DURBAN – In order to have an impact on addressing climate change, new models of governance and various partnerships between different role players were needed, the deputy vice-chancellor of teaching and learning at the University of KwaZulu-Natal (UKZN) told climate experts on Monday.
Professor Sandile Songca was addressing hundreds of delegates at the Inkosi Albert Luthuli International Convention Centre as part of the week-long Intergovernmental Panel on Climate Change (IPCC) Working Group II conference, which deals with the global impacts, adaptation and vulnerabilities to climate change.
“As a university, we are aware that having an impact and addressing the problems that climate change presents requires new models of governance and different forms of partnerships among different stakeholders,” said Songca.
To this end, he said, the university continued to collaborate with local government through the Durban Research Action Partnership, which focused on supporting the eThekwini Municipality Climate Protection Programme.
“This partnership, as well as linkages with others, provides real world mechanisms for science-policy inter-phase in addressing societal problems such as climate change. Through this partnership, we are able to ensure that we produce policy-relevant knowledge that can be applied by our local government officials in the context of their work and priorities.”
Nowhere were the challenges associated with climate change felt more than in developing contexts, such as South Africa, said Songca. This could be attributed to a number of factors, including extreme poverty, inequality and the country’s limited capacity to adapt to the consequences of climate change.
Songca said that the university’s 2017 to 2021 strategic plan emphasised the need to not only build human capital and conduct research, but to have a strong impact on society.

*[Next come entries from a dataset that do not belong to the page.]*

//! Pipeline orchestration
//!
//! This module provides the public API for FESK sleep decoding.
//! It orchestrates the full pipeline from a hex frame to scored, stored output.

use std::path::Path;

use chrono::{DateTime, Utc};

use crate::circadian::circadian_score;
use crate::config::ScoringConfig;
use crate::error::FeskError;
use crate::export::{self, ExportFormat};
use crate::frame;
use crate::quality::enrich;
use crate::store::{SleepStore, StoredRecord};
use crate::types::ScoredFrame;

/// Decode a hex frame and score it.
///
/// Pipeline stages:
/// 1. frame::decode - Strip separators, validate length, parse 7 nights
/// 2. enrich - Attach derived metrics and quality to nights with data
/// 3. circadian_score - Aggregate the 7-night score
///
/// # Example
/// ```ignore
/// let scored = decode_and_score(&hex, &ScoringConfig::default())?;
/// println!("cs = {}", scored.circadian_score.cs);
/// ```
pub fn decode_and_score(raw: &str, config: &ScoringConfig) -> Result<ScoredFrame, FeskError> {
    let nights = frame::decode(raw)?;
    let circadian_score = circadian_score(&nights, config.clock);
    Ok(ScoredFrame {
        nights: nights.map(enrich),
        circadian_score,
    })
}

/// Decode, score and render a frame in one call
pub fn frame_to_export(
    raw: &str,
    format: ExportFormat,
    config: &ScoringConfig,
) -> Result<String, FeskError> {
    let scored = decode_and_score(raw, config)?;
    export::render(&scored, format, config.clock, Utc::now())
}

/// Stateful processor that keeps every accepted frame in a store.
pub struct FrameProcessor {
    config: ScoringConfig,
    store: SleepStore,
}

impl Default for FrameProcessor {
    fn default() -> Self {
        Self::new()
    }
}

impl FrameProcessor {
    /// Create a new processor with default settings
    pub fn new() -> Self {
        Self::with_config(ScoringConfig::default())
    }

    pub fn with_config(config: ScoringConfig) -> Self {
        Self {
            config,
            store: SleepStore::new(),
        }
    }

    pub fn config(&self) -> &ScoringConfig {
        &self.config
    }

    pub fn store(&self) -> &SleepStore {
        &self.store
    }

    /// Decode, score and store a frame captured now
    pub fn process(&mut self, raw: &str) -> Result<&StoredRecord, FeskError> {
        self.process_at(raw, Utc::now())
    }

    /// Decode, score and store a frame under an explicit capture time
    pub fn process_at(
        &mut self,
        raw: &str,
        captured_at: DateTime<Utc>,
    ) -> Result<&StoredRecord, FeskError> {
        let scored = decode_and_score(raw, &self.config)?;
        self.store.insert_at(captured_at, scored)
    }

    /// Render a stored record
    pub fn export(&self, timestamp: i64, format: ExportFormat) -> Result<String, FeskError> {
        let record = self
            .store
            .get(timestamp)
            .ok_or(FeskError::RecordNotFound(timestamp))?;
        export::render(&record.frame(), format, self.config.clock, Utc::now())
    }

    /// Load store state from JSON
    pub fn load_store(&mut self, json: &str) -> Result<(), FeskError> {
        self.store = SleepStore::from_json(json)?;
        Ok(())
    }

    /// Save store state to JSON
    pub fn save_store(&self) -> Result<String, FeskError> {
        self.store.to_json()
    }

    pub fn load_store_file(&mut self, path: &Path) -> Result<(), FeskError> {
        self.store = SleepStore::load(path)?;
        Ok(())
    }

    pub fn save_store_file(&self, path: &Path) -> Result<(), FeskError> {
        self.store.save(path)
    }
}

“As part of the strategy, we have developed four research flagships that strategically direct our research and give focus to having impact in key areas that are relevant to South African society, but also for other developing nations,” he said.
The flagships were social cohesion, which looked to address inequalities and promote nation building, African Health to save lives, Big Data and Informatics for computing solutions, and African City of the Future for creating the most liveable cities.
“Each of these flagships is strategically linked to societal issues that are either affected by climate change or are required in responding to climate change,” he said.
On Tuesday, some of the delegates will take part in an outreach programme at UKZN.
Said Songca: “It is my hope that your outreach to the university will be a fruitful [one]. I have no doubt that the seeds that will be planted through this outreach, particularly amongst emerging scientists, will grow in the coming years, and will be instrumental in increasing the number of our young people that will respond to the challenge of producing policy-relevant knowledge in our climate change responses.”